À Bakel, le fleuve Sénégal relie deux rives malgré la pollution

Comment le fleuve Sénégal peut-il continuer à rapprocher Bakel et Gourèye alors que ses eaux se dégradent et que le poisson se raréfie ?

À Bakel, sur la rive sénégalaise, et à Gourèye, en Mauritanie, le cours d’eau sépare deux territoires mais facilite les échanges entre des populations partageant une même culture. Le commerce, les déplacements de personnes et le passage des marchandises s’organisent autour de ses berges.

Avant d’atteindre l’embarcadère, les voyageurs passent par les services de la police de l’Air et des Frontières et de la Douane. La police vérifie les identités et demande notamment des photocopies de la pièce d’identité et de l’ordre de mission. Les contrôles concernent les personnes qui souhaitent traverser comme celles qui restent sur la berge.

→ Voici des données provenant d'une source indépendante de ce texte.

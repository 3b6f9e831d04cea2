use std::cell::RefCell;
use std::collections::HashMap;
use std::rc::{Rc, Weak};
use std::time::Instant;

use super::classifier::LeadTrafficClassifier;
use super::counters::CounterSet;
use super::event::{InterceptionEvent, InterceptionKind, Payload, SubjectDescriptor};
use super::registry::{HandlerRef, ListenerRegistration, ListenerRegistry, ListenerSummary};
use super::reporter::{IndicatorState, ReportLevel, ReportSink, Reporter};
use super::stack::StackCapture;
use crate::config::ProbeConfig;
use crate::error::ProbeError;
use crate::host::{Element, Listener, ListenerOptions, Transport, TransportId};

/// Method and target seen at `open`, waiting for the matching `send`.
#[derive(Debug, Clone)]
pub struct PendingOpen {
    transport: Weak<Transport>,
    pub method: String,
    pub url: String,
}

struct ProbeState {
    counters: CounterSet,
    registry: ListenerRegistry,
    reporter: Reporter,
    pending_opens: HashMap<TransportId, PendingOpen>,
}

/// All mutable observation state of one activation.
///
/// Owned by the installed interposers through `Rc`; nothing reads it from
/// globals, so a test can build a fresh context per case. Every borrow is
/// taken with `try_borrow_mut` and released before the sink or the wrapped
/// capability runs.
pub struct ProbeContext {
    config: ProbeConfig,
    started: Instant,
    stack: StackCapture,
    classifier: LeadTrafficClassifier,
    sink: Box<dyn ReportSink>,
    state: RefCell<ProbeState>,
}

impl ProbeContext {
    pub fn new(config: ProbeConfig, sink: Box<dyn ReportSink>) -> Self {
        let reporter = Reporter::new(config.dedupe_traces);
        Self {
            stack: StackCapture::new(config.max_stack_frames),
            classifier: LeadTrafficClassifier::from_config(&config),
            started: Instant::now(),
            sink,
            state: RefCell::new(ProbeState {
                counters: CounterSet::default(),
                registry: ListenerRegistry::new(),
                reporter,
                pending_opens: HashMap::new(),
            }),
            config,
        }
    }

    pub fn config(&self) -> &ProbeConfig {
        &self.config
    }

    pub fn classifier(&self) -> &LeadTrafficClassifier {
        &self.classifier
    }

    pub fn describe(&self, el: &Element) -> SubjectDescriptor {
        SubjectDescriptor::of(el, &self.config.role_attribute)
    }

    /// Bumps the kind's counter, then builds and emits one event.
    pub fn record(
        &self,
        kind: InterceptionKind,
        subject: Option<SubjectDescriptor>,
        payload: Payload,
    ) -> Result<(), ProbeError> {
        let trace = self.stack.capture(kind.trace_label());
        let report = {
            let mut state = self.state.try_borrow_mut()?;
            let seq = state.counters.bump(kind);
            let event = InterceptionEvent::new(kind, seq, self.started.elapsed(), subject, payload, trace);
            state.reporter.report(event)
        };
        self.sink.emit(&report)
    }

    /// Counts a submission-listener registration and files it under its form, if any.
    pub fn record_listener(
        &self,
        subject: Option<&Rc<Element>>,
        listener: &Listener,
        options: ListenerOptions,
    ) -> Result<(), ProbeError> {
        let trace = self.stack.capture(InterceptionKind::ListenerAdded.trace_label());
        let descriptor = subject.map(|s| self.describe(s));
        let mut guard = self.state.try_borrow_mut()?;
        let state = &mut *guard;
        if let Some(form) = subject {
            let registration = ListenerRegistration::new(form, options, trace.clone(), HandlerRef::of(listener));
            state.registry.record(Some(form), registration);
        }
        let seq = state.counters.bump(InterceptionKind::ListenerAdded);
        let payload = Payload::Listener {
            capture: options.capture,
            once: options.once,
            passive: options.passive,
            attributed: subject.is_some(),
        };
        let event = InterceptionEvent::new(
            InterceptionKind::ListenerAdded,
            seq,
            self.started.elapsed(),
            descriptor,
            payload,
            trace,
        );
        let report = state.reporter.report(event);
        drop(guard);
        self.sink.emit(&report)
    }

    pub fn notice(&self, level: ReportLevel, message: String) -> Result<(), ProbeError> {
        let report = self.state.try_borrow()?.reporter.notice(level, message);
        self.sink.emit(&report)
    }

    pub fn summarize(&self, subject: &Element) -> Result<ListenerSummary, ProbeError> {
        Ok(self.state.try_borrow()?.registry.summarize(subject))
    }

    pub fn counters(&self) -> CounterSet {
        self.state
            .try_borrow()
            .map(|s| s.counters)
            .unwrap_or_default()
    }

    pub fn indicator(&self) -> IndicatorState {
        match self.state.try_borrow() {
            Ok(state) => IndicatorState {
                counters: state.counters,
                last_label: state.reporter.last_label().map(str::to_string),
            },
            Err(_) => IndicatorState::default(),
        }
    }

    /// Remembers `open` arguments for the transport's next `send`.
    pub fn note_open(&self, transport: &Rc<Transport>, method: &str, url: &str) -> Result<(), ProbeError> {
        let mut state = self.state.try_borrow_mut()?;
        state.pending_opens.retain(|_, p| p.transport.strong_count() > 0);
        state.pending_opens.insert(
            transport.id(),
            PendingOpen {
                transport: Rc::downgrade(transport),
                method: method.to_string(),
                url: url.to_string(),
            },
        );
        Ok(())
    }

    pub fn forget_open(&self, transport: &Transport) -> Result<(), ProbeError> {
        self.state.try_borrow_mut()?.pending_opens.remove(&transport.id());
        Ok(())
    }

    /// Takes the correlated `open`, clearing it.
    pub fn take_open(&self, transport: &Transport) -> Result<Option<PendingOpen>, ProbeError> {
        Ok(self.state.try_borrow_mut()?.pending_opens.remove(&transport.id()))
    }

    pub fn pending_transports(&self) -> usize {
        self.state
            .try_borrow()
            .map(|s| s.pending_opens.len())
            .unwrap_or_default()
    }
}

Une traversée de cinq minutes

Des dizaines de pirogues stationnent des deux côtés du fleuve. Au Sénégal, une tente en paille abrite des clients et des conducteurs dans l’attente du prochain départ, tandis que des vendeuses proposent des fruits et des œufs. Des sacs de riz sont aussi transférés vers de grandes embarcations.

Une pirogue d’environ trente mètres peut rejoindre l’autre rive en cinq minutes. Après l’embarquement, de jeunes hommes la poussent avant que le capitaine ne mette le moteur en marche. Les départs et les arrivées se succèdent au fil de la journée, maintenant une liaison régulière entre les deux villes.

Le fleuve est toutefois décrit comme très jaunâtre. La pollution, que le reportage relie à l’exploitation minière dans la zone de la Falémé, affecte la pêche depuis plus d’une décennie. La baignade n’y est plus pratiquée, certaines populations évitent d’y laver leur linge ou leurs ustensiles, et l’eau n’est plus considérée comme potable.

Cette dégradation s’inscrit dans une raréfaction plus large des ressources halieutiques au Sénégal. Sur la Petite Côte, les pirogues rentrent souvent vides après dix heures en mer, alors que les pêcheurs parcouraient auparavant une quinzaine de kilomètres : ils doivent désormais en parcourir 40 à 60 pour tenter de trouver du poisson. À Bakel, cette baisse des captures pousse elle aussi les professionnels à chercher d’autres moyens de subsistance.

Le transport fluvial à Bakel assure ainsi le déplacement des personnes et des biens, alors que la pêche traditionnelle recule. Mamadou Sow, responsable de l’Association des transporteurs, explique que lui et ses collègues se sont tournés vers cette activité après la baisse des ressources halieutiques.

Il demande que le « plaidoyer et les discussions » sur la pollution soient multipliés. Selon lui, les réponses doivent être concertées entre les pays, car l’orpaillage pratiqué dans un autre territoire peut réduire les effets d’une action menée unilatéralement par le Sénégal.

Mamadou Sow évoque également les difficultés liées aux formalités de passage. Il affirme que les exigences concernant les pièces d’identité réduisent le nombre de voyageurs et peuvent conduire certains usagers à emprunter des points de traversée non officiels. Il propose que les autorités facilitent l’obtention de documents d’identification pour les populations concernées.

Dans un reportage publié par lesoleil, il précise que le ticket, fixé à 200 FCfa avant la Covid-19, est passé à 500 FCfa, tandis que le trajet de la Mauritanie vers le Sénégal coûte 1.000 FCfa.

Les traversées sont organisées de 7 heures à 18 heures, avec des départs qui peuvent se prolonger jusqu’à 19 heures.